-- WHAT THE TASK ASKS --
Go through the entries that follow and count every line with the string "impl". Reply with the number only.

-- GIVEN RECORDS --
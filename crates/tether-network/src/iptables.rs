//! Routing-layer (iptables) rules.

use std::fmt;
use std::sync::Arc;

use async_trait::async_trait;
use tether_common::{TetherError, TetherResult};

use crate::exec::{ExecClient, args};

/// `filter` table.
pub const FILTER: &str = "filter";
/// `nat` table.
pub const NAT: &str = "nat";

/// Built-in INPUT chain.
pub const INPUT: &str = "INPUT";
/// Built-in OUTPUT chain.
pub const OUTPUT: &str = "OUTPUT";
/// Built-in FORWARD chain.
pub const FORWARD: &str = "FORWARD";
/// Built-in POSTROUTING chain.
pub const POSTROUTING: &str = "POSTROUTING";
/// Chain holding host/container input exceptions, jumped to from INPUT.
pub const TETHER_INPUT: &str = "TETHER-INPUT";
/// Chain holding host/container output exceptions, jumped to from OUTPUT.
pub const TETHER_OUTPUT: &str = "TETHER-OUTPUT";

/// Accept target.
pub const ACCEPT: &str = "ACCEPT";
/// Drop target.
pub const DROP: &str = "DROP";
/// Masquerade target.
pub const MASQUERADE: &str = "MASQUERADE";

/// Connection-tracking state of an established flow.
pub const ESTABLISHED: &str = "ESTABLISHED";
/// Connection-tracking state of a flow related to an established one.
pub const RELATED: &str = "RELATED";

/// Seconds to wait for the xtables lock.
const LOCK_WAIT_SECS: &str = "60";

/// Address family a rule applies to.
#[derive(Debug, Clone, Copy, PartialEq, Eq, Hash)]
pub enum IpVersion {
    /// `iptables`.
    V4,
    /// `ip6tables`.
    V6,
}

impl IpVersion {
    fn program(self) -> &'static str {
        match self {
            Self::V4 => "iptables",
            Self::V6 => "ip6tables",
        }
    }
}

/// A rule keyed by table, chain, match condition and target.
#[derive(Debug, Clone, PartialEq, Eq, Hash)]
pub struct IptRule {
    /// Address family.
    pub version: IpVersion,
    /// Table.
    pub table: String,
    /// Chain.
    pub chain: String,
    /// Match condition, e.g. `-s 10.0.0.0/8 -o br0`. May be empty.
    pub match_condition: String,
    /// Jump target: a verdict or another chain.
    pub target: String,
}

impl IptRule {
    /// An IPv4 rule.
    pub fn v4(
        table: &str,
        chain: &str,
        match_condition: impl Into<String>,
        target: &str,
    ) -> Self {
        Self {
            version: IpVersion::V4,
            table: table.to_string(),
            chain: chain.to_string(),
            match_condition: match_condition.into(),
            target: target.to_string(),
        }
    }

    fn argv(&self, flag: &str) -> Vec<String> {
        let mut argv = args(["-w", LOCK_WAIT_SECS, "-t", self.table.as_str(), flag, self.chain.as_str()]);
        argv.extend(self.match_condition.split_whitespace().map(str::to_string));
        argv.extend(args(["-j", self.target.as_str()]));
        argv
    }
}

impl fmt::Display for IptRule {
    fn fmt(&self, f: &mut fmt::Formatter<'_>) -> fmt::Result {
        write!(f, "-t {} {}", self.table, self.chain)?;
        let condition = self.match_condition.trim();
        if !condition.is_empty() {
            write!(f, " {condition}")?;
        }
        write!(f, " -j {}", self.target)
    }
}

/// Routing-layer packet filter.
#[async_trait]
pub trait IptablesInterface: Send + Sync {
    /// Create a chain. An existing chain is not an error.
    async fn create_chain(&self, version: IpVersion, table: &str, chain: &str) -> TetherResult<()>;

    /// Check whether `rule` is present.
    async fn rule_exists(&self, rule: &IptRule) -> TetherResult<bool>;

    /// Insert `rule` at the head of its chain.
    async fn insert_rule(&self, rule: &IptRule) -> TetherResult<()>;

    /// Append `rule` to its chain.
    async fn append_rule(&self, rule: &IptRule) -> TetherResult<()>;

    /// Delete `rule`.
    async fn delete_rule(&self, rule: &IptRule) -> TetherResult<()>;
}

/// Insert `rule` unless present. Returns whether it was added.
pub async fn ensure_inserted(ipt: &dyn IptablesInterface, rule: &IptRule) -> TetherResult<bool> {
    if ipt.rule_exists(rule).await? {
        tracing::debug!(%rule, "Iptables rule already present");
        return Ok(false);
    }
    ipt.insert_rule(rule).await?;
    Ok(true)
}

/// Append `rule` unless present. Returns whether it was added.
pub async fn ensure_appended(ipt: &dyn IptablesInterface, rule: &IptRule) -> TetherResult<bool> {
    if ipt.rule_exists(rule).await? {
        tracing::debug!(%rule, "Iptables rule already present");
        return Ok(false);
    }
    ipt.append_rule(rule).await?;
    Ok(true)
}

/// Delete `rule` if present. Returns whether it was removed.
pub async fn delete_if_present(ipt: &dyn IptablesInterface, rule: &IptRule) -> TetherResult<bool> {
    if !ipt.rule_exists(rule).await? {
        return Ok(false);
    }
    ipt.delete_rule(rule).await?;
    Ok(true)
}

/// [`IptablesInterface`] backed by `iptables`/`ip6tables`.
#[derive(Clone)]
pub struct Iptables {
    exec: Arc<dyn ExecClient>,
}

impl Iptables {
    /// Create an iptables client.
    pub fn new(exec: Arc<dyn ExecClient>) -> Self {
        Self { exec }
    }

    async fn mutate(&self, rule: &IptRule, flag: &str) -> TetherResult<()> {
        tracing::debug!(%rule, flag, "Applying iptables rule");
        self.exec
            .execute(rule.version.program(), &rule.argv(flag))
            .await
            .map(drop)
            .map_err(|e| TetherError::RuleInstall {
                table: rule.table.clone(),
                chain: rule.chain.clone(),
                message: e.to_string(),
            })
    }
}

#[async_trait]
impl IptablesInterface for Iptables {
    async fn create_chain(&self, version: IpVersion, table: &str, chain: &str) -> TetherResult<()> {
        let listed = self
            .exec
            .execute(
                version.program(),
                &args(["-w", LOCK_WAIT_SECS, "-t", table, "-nL", chain]),
            )
            .await;
        if listed.is_ok() {
            tracing::debug!(table, chain, "Chain already exists");
            return Ok(());
        }

        match self
            .exec
            .execute(
                version.program(),
                &args(["-w", LOCK_WAIT_SECS, "-t", table, "-N", chain]),
            )
            .await
        {
            Ok(_) => Ok(()),
            Err(TetherError::Command { ref stderr, .. }) if stderr.contains("already exists") => {
                Ok(())
            }
            Err(e) => Err(TetherError::RuleInstall {
                table: table.to_string(),
                chain: chain.to_string(),
                message: e.to_string(),
            }),
        }
    }

    async fn rule_exists(&self, rule: &IptRule) -> TetherResult<bool> {
        match self
            .exec
            .execute(rule.version.program(), &rule.argv("-C"))
            .await
        {
            Ok(_) => Ok(true),
            Err(TetherError::Command { code: Some(1), .. }) => Ok(false),
            Err(e) => Err(TetherError::RuleQuery {
                table: rule.table.clone(),
                chain: rule.chain.clone(),
                message: e.to_string(),
            }),
        }
    }

    async fn insert_rule(&self, rule: &IptRule) -> TetherResult<()> {
        self.mutate(rule, "-I").await
    }

    async fn append_rule(&self, rule: &IptRule) -> TetherResult<()> {
        self.mutate(rule, "-A").await
    }

    async fn delete_rule(&self, rule: &IptRule) -> TetherResult<()> {
        self.mutate(rule, "-D").await
    }
}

-- EXERCISE SOLUTION --
6